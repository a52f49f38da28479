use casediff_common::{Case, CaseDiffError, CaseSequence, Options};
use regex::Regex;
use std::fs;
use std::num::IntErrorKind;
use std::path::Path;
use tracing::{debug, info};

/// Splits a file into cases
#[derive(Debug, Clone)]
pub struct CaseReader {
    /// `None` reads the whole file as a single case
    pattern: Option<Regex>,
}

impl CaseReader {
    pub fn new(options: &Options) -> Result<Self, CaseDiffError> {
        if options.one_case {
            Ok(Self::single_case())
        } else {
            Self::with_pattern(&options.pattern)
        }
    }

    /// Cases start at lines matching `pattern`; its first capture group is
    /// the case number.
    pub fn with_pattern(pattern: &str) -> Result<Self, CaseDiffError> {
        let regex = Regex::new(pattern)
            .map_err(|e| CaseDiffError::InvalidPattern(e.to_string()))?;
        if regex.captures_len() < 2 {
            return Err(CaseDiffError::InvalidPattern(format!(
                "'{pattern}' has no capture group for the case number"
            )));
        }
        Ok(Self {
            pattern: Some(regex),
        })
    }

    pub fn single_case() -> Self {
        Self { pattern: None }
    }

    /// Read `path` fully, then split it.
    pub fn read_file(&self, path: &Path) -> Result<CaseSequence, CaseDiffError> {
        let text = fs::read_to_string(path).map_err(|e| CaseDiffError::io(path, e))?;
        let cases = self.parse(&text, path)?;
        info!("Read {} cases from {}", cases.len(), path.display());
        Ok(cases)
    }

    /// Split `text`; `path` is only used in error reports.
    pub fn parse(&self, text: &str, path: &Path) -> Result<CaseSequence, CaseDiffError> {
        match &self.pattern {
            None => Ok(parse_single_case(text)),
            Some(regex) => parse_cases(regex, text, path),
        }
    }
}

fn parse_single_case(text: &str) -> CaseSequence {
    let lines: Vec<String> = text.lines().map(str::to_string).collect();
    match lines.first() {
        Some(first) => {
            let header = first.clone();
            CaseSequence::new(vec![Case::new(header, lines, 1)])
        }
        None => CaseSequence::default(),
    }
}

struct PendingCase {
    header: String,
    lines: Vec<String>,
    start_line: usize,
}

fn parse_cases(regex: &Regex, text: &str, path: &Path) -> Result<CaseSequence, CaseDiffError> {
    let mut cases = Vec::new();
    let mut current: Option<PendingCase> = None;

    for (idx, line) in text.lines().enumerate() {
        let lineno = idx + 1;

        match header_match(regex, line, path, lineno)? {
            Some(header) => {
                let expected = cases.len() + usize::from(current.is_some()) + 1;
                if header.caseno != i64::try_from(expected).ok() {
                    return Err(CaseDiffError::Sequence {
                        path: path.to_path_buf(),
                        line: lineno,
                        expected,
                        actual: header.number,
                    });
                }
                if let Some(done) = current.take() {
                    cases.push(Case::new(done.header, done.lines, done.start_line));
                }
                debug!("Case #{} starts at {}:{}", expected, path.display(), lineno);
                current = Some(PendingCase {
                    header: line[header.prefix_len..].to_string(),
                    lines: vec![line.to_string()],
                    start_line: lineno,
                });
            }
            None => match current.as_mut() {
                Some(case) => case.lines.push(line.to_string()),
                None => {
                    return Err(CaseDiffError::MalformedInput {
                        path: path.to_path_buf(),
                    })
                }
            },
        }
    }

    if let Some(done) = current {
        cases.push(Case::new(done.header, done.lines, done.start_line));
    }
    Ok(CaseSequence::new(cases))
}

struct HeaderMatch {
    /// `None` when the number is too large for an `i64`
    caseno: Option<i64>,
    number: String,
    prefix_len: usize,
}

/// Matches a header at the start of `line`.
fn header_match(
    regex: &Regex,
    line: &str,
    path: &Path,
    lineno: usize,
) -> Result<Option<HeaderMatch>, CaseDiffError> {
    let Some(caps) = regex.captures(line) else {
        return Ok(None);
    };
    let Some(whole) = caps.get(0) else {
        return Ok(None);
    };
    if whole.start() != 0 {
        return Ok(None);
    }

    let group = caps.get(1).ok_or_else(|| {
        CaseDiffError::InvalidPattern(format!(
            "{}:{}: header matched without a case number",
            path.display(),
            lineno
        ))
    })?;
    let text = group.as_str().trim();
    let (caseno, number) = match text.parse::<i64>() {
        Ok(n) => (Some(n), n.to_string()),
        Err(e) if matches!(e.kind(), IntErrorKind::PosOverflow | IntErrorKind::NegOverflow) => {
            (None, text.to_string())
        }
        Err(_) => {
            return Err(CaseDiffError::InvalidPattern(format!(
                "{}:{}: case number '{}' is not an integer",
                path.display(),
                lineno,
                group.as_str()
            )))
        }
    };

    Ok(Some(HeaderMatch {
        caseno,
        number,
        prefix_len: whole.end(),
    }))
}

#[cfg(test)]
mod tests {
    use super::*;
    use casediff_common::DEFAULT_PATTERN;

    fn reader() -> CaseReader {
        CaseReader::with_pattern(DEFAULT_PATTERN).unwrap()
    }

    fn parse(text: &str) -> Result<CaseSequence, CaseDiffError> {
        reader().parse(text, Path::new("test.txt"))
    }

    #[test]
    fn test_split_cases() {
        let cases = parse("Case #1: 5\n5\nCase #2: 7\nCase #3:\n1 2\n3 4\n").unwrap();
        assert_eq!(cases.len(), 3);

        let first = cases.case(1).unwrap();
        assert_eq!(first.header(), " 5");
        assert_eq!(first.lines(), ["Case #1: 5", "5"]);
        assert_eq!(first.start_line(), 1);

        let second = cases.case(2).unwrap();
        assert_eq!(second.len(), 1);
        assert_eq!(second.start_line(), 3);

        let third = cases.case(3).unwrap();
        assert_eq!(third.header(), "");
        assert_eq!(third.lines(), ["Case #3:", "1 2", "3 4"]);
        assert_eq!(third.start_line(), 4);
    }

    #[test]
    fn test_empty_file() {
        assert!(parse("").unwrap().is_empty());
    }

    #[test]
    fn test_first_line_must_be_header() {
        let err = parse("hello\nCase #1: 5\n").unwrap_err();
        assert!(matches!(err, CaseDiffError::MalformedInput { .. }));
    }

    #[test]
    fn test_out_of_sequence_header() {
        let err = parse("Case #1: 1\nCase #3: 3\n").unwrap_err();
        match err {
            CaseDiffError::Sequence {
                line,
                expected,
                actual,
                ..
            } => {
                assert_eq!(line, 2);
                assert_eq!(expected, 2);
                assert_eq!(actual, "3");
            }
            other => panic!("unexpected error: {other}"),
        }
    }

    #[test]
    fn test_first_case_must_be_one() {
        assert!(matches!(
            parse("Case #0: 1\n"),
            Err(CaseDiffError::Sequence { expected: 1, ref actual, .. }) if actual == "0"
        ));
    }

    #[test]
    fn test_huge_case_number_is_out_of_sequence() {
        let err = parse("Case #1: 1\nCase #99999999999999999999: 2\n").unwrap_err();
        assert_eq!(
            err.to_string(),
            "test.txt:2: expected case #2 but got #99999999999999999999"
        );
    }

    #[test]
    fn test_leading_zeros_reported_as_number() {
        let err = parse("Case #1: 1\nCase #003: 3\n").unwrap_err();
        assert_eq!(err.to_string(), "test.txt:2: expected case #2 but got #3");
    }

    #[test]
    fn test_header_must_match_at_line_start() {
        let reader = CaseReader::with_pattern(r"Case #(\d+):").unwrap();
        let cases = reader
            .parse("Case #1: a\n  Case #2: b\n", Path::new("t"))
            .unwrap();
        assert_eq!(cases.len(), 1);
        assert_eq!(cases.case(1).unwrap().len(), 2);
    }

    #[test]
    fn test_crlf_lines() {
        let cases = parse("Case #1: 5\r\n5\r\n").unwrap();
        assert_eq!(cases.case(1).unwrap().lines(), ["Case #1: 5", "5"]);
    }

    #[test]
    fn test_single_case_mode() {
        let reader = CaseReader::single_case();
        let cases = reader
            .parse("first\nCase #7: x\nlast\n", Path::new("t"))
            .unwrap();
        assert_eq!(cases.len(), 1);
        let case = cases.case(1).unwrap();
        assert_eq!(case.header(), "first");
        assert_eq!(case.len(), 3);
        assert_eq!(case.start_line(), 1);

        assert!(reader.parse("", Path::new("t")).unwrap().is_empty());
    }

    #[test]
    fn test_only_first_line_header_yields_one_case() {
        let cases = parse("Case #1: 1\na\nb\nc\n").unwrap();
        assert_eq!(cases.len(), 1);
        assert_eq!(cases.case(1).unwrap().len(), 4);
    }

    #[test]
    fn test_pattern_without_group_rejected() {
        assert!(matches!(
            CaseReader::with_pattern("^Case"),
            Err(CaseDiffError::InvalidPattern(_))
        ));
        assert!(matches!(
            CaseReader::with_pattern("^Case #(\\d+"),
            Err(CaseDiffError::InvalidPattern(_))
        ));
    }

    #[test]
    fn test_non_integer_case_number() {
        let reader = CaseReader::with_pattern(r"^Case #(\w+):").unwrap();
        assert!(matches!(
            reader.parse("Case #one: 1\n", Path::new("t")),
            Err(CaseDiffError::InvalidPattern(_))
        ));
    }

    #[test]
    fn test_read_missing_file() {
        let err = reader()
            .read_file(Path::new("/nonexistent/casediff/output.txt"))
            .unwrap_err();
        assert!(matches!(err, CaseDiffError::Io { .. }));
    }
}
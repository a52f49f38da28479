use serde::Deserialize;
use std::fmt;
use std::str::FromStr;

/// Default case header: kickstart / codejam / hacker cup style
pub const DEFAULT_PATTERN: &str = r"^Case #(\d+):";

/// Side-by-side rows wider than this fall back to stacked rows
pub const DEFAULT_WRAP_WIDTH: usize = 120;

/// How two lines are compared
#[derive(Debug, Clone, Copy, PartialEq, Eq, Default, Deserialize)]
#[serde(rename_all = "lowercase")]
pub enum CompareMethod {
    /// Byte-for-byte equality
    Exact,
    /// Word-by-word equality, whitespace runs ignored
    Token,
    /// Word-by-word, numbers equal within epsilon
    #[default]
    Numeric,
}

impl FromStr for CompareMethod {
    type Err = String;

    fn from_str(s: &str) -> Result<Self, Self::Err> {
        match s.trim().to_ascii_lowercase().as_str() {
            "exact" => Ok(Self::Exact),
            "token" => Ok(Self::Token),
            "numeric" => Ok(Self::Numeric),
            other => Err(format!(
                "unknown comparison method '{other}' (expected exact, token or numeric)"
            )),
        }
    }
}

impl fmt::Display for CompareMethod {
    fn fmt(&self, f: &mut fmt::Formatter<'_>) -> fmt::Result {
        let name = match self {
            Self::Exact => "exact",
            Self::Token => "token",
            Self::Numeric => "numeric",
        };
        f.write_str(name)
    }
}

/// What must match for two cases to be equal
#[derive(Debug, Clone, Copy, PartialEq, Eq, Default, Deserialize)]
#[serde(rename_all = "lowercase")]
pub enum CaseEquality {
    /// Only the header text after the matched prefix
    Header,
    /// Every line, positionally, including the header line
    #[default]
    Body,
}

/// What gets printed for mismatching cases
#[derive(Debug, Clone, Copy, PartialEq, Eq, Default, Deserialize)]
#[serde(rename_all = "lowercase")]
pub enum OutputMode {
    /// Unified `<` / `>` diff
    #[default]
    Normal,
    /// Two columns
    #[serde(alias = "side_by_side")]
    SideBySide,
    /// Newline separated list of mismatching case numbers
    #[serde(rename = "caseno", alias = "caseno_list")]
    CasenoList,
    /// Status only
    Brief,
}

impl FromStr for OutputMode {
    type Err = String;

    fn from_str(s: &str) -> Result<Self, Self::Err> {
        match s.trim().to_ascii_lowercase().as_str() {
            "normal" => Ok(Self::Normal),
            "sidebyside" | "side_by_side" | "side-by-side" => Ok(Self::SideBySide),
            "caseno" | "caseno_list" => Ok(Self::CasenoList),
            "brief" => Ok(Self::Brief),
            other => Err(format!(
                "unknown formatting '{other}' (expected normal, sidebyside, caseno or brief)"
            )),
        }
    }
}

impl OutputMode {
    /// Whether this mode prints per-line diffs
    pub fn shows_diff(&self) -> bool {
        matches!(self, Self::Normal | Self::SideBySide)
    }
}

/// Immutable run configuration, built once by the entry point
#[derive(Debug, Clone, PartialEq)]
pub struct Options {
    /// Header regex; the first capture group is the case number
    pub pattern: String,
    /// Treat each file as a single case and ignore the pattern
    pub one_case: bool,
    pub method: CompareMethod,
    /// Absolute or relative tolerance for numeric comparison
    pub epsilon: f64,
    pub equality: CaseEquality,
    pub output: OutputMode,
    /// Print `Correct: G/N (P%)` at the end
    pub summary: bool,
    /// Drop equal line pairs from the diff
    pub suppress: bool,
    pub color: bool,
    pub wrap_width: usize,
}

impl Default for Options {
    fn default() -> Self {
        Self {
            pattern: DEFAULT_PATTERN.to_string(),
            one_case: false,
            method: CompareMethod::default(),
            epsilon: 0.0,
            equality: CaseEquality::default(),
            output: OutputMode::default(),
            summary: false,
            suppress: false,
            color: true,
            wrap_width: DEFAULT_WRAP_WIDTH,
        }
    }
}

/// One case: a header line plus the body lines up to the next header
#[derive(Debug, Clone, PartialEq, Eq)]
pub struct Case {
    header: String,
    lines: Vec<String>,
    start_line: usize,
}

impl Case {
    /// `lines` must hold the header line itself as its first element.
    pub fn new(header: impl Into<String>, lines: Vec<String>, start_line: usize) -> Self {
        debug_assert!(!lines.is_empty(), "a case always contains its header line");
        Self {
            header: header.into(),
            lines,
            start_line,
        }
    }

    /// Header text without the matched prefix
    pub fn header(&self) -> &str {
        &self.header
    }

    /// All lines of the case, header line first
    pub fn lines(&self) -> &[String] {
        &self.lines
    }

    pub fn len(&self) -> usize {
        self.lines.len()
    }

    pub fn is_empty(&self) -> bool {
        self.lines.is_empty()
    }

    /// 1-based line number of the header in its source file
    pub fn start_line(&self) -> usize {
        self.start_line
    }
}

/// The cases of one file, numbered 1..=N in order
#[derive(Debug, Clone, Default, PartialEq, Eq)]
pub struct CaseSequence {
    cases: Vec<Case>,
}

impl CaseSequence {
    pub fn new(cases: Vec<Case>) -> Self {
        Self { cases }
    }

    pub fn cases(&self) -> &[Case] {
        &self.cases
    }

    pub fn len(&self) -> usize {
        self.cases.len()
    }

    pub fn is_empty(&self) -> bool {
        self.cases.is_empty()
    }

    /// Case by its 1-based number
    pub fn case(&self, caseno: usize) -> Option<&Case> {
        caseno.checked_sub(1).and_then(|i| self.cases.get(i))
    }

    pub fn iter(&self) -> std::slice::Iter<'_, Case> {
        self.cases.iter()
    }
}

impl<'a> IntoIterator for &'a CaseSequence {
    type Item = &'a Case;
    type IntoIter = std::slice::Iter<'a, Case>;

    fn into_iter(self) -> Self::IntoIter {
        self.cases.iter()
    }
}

§ **WHAT TO WORK ON**: When a line of the entries contains the word "third", it counts toward the total; reply with that total alone.

§ **ANSWER TO THIS EXERCISE**: 4